Ferrer warned that if the reopenings cause another spike in infections that again strains hospitals, the county will see strict restrictions return.

“It is really up to us whether we can sustain reopenings without jeopardizing each other’s health and our ability to get more schools to reopen,” Ferrer said Wednesday. “The only way for this to occur is to keep doing what keeps the virus in check.”

Davis said diners should keep their masks on as much as possible, especially when a server approaches or when leaving the table. He also advised restaurant patrons to wash their hands often and bring hand sanitizer with them.

“Restaurants will take steps to protect customers so we need customers to take steps to protect restaurant staff as well as others around them,” the health officer said. 

Asked about how the county plans to enforce the rule that only members of the same household can dine out together, Davis said: “we’re hoping that everybody does the right thing,” adding that restaurants have to put up signs and inform customers about the restriction. 

Bars and restaurants have been among the hardest hit as the county scrambled to put restrictions in place to stem the spread of the virus.

“This is the best gift ever that we are open back for outdoor dining,” said AJ Cavali, manager at Crave Cafe in Studio City.

The restaurant manager said Crave lost 95% of its business with the closures and fought hard to survive. That’s the reality for businesses in the region, many of which reported having to lay off staff or shut down completely as they felt the financial crush of the closures.
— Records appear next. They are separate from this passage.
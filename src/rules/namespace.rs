//! Namespace Patterns
//!
//! A namespace scope names the projects a rule applies to. Four forms:
//!
//! - `a/b` exact project name
//! - `a/*` prefix glob, matches every project starting with `a/`
//! - `a/?/*` single-level wildcard, matches `a/<segment>/<rest>`; the matched
//!   segment is part of the resolved namespace (`a/b/c` resolves to `a/b/*`)
//! - `^a/.*-test$` raw regex

use regex::Regex;
use std::fmt;

use crate::error::RuleError;

const WILDCARD_SUFFIX: &str = "?/*";

/// A parsed namespace pattern
#[derive(Debug, Clone)]
pub enum NamespacePattern {
    /// Exact project name
    Exact(String),
    /// Prefix glob; holds the original pattern and the prefix before `*`
    Prefix { pattern: String, prefix: String },
    /// Single-level wildcard; holds the original pattern and the prefix before `?/*`
    Wildcard { pattern: String, prefix: String },
    /// Raw regex (leading `^`)
    Regex(Regex),
}

impl NamespacePattern {
    /// Parse a scope string
    pub fn parse(pattern: &str) -> Result<Self, RuleError> {
        let pattern = pattern.trim();
        if pattern.is_empty() {
            return Err(RuleError::InvalidPattern {
                pattern: pattern.to_string(),
                reason: "empty pattern".to_string(),
            });
        }

        if pattern.starts_with('^') {
            let regex = Regex::new(pattern).map_err(|e| RuleError::InvalidPattern {
                pattern: pattern.to_string(),
                reason: e.to_string(),
            })?;
            return Ok(NamespacePattern::Regex(regex));
        }

        if let Some(prefix) = pattern.strip_suffix(WILDCARD_SUFFIX) {
            if prefix.is_empty() || prefix.ends_with('/') {
                return Ok(NamespacePattern::Wildcard {
                    pattern: pattern.to_string(),
                    prefix: prefix.to_string(),
                });
            }
        }

        if let Some(prefix) = pattern.strip_suffix('*') {
            return Ok(NamespacePattern::Prefix {
                pattern: pattern.to_string(),
                prefix: prefix.to_string(),
            });
        }

        Ok(NamespacePattern::Exact(pattern.to_string()))
    }

    /// Pattern matching every project; used to aggregate under the global rule
    pub fn all() -> Self {
        NamespacePattern::Prefix {
            pattern: "*".to_string(),
            prefix: String::new(),
        }
    }

    /// The pattern as written in configuration
    pub fn as_str(&self) -> &str {
        match self {
            NamespacePattern::Exact(name) => name,
            NamespacePattern::Prefix { pattern, .. } => pattern,
            NamespacePattern::Wildcard { pattern, .. } => pattern,
            NamespacePattern::Regex(regex) => regex.as_str(),
        }
    }

    /// Whether `project` falls under this pattern
    pub fn matches(&self, project: &str) -> bool {
        match self {
            NamespacePattern::Exact(name) => name == project,
            NamespacePattern::Prefix { prefix, .. } => project.starts_with(prefix.as_str()),
            NamespacePattern::Wildcard { prefix, .. } => wildcard_segment(prefix, project).is_some(),
            NamespacePattern::Regex(regex) => regex.is_match(project),
        }
    }

    /// Match `project` and return the namespace used for aggregation.
    ///
    /// For every form except the single-level wildcard the resolved namespace
    /// is the pattern itself. A wildcard expands into a prefix glob over the
    /// matched segment.
    pub fn resolve(&self, project: &str) -> Option<NamespacePattern> {
        match self {
            NamespacePattern::Wildcard { prefix, .. } => {
                let segment = wildcard_segment(prefix, project)?;
                let resolved_prefix = format!("{}{}/", prefix, segment);
                Some(NamespacePattern::Prefix {
                    pattern: format!("{}*", resolved_prefix),
                    prefix: resolved_prefix,
                })
            }
            _ if self.matches(project) => Some(self.clone()),
            _ => None,
        }
    }
}

/// Segment matched by `<prefix>?/*`: one non-empty path segment followed by a
/// non-empty sub-path.
fn wildcard_segment<'a>(prefix: &str, project: &'a str) -> Option<&'a str> {
    let rest = project.strip_prefix(prefix)?;
    let (segment, tail) = rest.split_once('/')?;
    if segment.is_empty() || tail.is_empty() {
        return None;
    }
    Some(segment)
}

impl PartialEq for NamespacePattern {
    fn eq(&self, other: &Self) -> bool {
        std::mem::discriminant(self) == std::mem::discriminant(other)
            && self.as_str() == other.as_str()
    }
}

impl Eq for NamespacePattern {}

impl fmt::Display for NamespacePattern {
    fn fmt(&self, f: &mut fmt::Formatter<'_>) -> fmt::Result {
        f.write_str(self.as_str())
    }
}

#[cfg(test)]
mod tests {
    use super::*;

    #[test]
    fn test_exact() {
        let ns = NamespacePattern::parse("a/b").unwrap();
        assert!(matches!(ns, NamespacePattern::Exact(_)));
        assert!(ns.matches("a/b"));
        assert!(!ns.matches("a/b/c"));
        assert_eq!(ns.resolve("a/b"), Some(ns.clone()));
    }

    #[test]
    fn test_prefix_glob() {
        let ns = NamespacePattern::parse("a/*").unwrap();
        assert!(ns.matches("a/b"));
        assert!(ns.matches("a/b/c"));
        assert!(!ns.matches("ab/c"));
        assert_eq!(ns.resolve("a/b/c").unwrap().as_str(), "a/*");
    }

    #[test]
    fn test_wildcard_resolves_segment() {
        let ns = NamespacePattern::parse("a/?/*").unwrap();
        let resolved = ns.resolve("a/b/c").unwrap();
        assert_eq!(resolved.as_str(), "a/b/*");
        assert!(resolved.matches("a/b/d"));
        assert!(!resolved.matches("a/x/d"));
    }

    #[test]
    fn test_wildcard_requires_sub_path() {
        let ns = NamespacePattern::parse("a/?/*").unwrap();
        assert!(!ns.matches("a/b"));
        assert!(!ns.matches("a/b/"));
        assert!(!ns.matches("a//c"));
        assert!(ns.matches("a/b/c/d"));
    }

    #[test]
    fn test_top_level_wildcard() {
        let ns = NamespacePattern::parse("?/*").unwrap();
        assert_eq!(ns.resolve("team/repo").unwrap().as_str(), "team/*");
        assert!(!ns.matches("repo"));
    }

    #[test]
    fn test_regex() {
        let ns = NamespacePattern::parse("^test-.*$").unwrap();
        assert!(ns.matches("test-one"));
        assert!(!ns.matches("prod/test-one"));
        assert_eq!(ns.resolve("test-two").unwrap().as_str(), "^test-.*$");
    }

    #[test]
    fn test_invalid_regex() {
        let err = NamespacePattern::parse("^(unclosed").unwrap_err();
        assert!(matches!(err, RuleError::InvalidPattern { .. }));
    }

    #[test]
    fn test_all_matches_everything() {
        let all = NamespacePattern::all();
        assert!(all.matches("x"));
        assert!(all.matches("x/y/z"));
    }
}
L.A. County suspended in-person dining on Nov. 25, saying the ban would last at least three weeks due to an unprecedented surge in coronavirus cases. Before that, residents were only allowed to eat outdoors at restaurants — many of which had expanded onto sidewalks and bought canopies to comply with the rules.

A judge later limited the local dining ban to three weeks. But restaurants in L.A. County still couldn’t open because of the state’s stay-at-home order, which initially was set to ban in-person dining at restaurants until at least Dec. 27.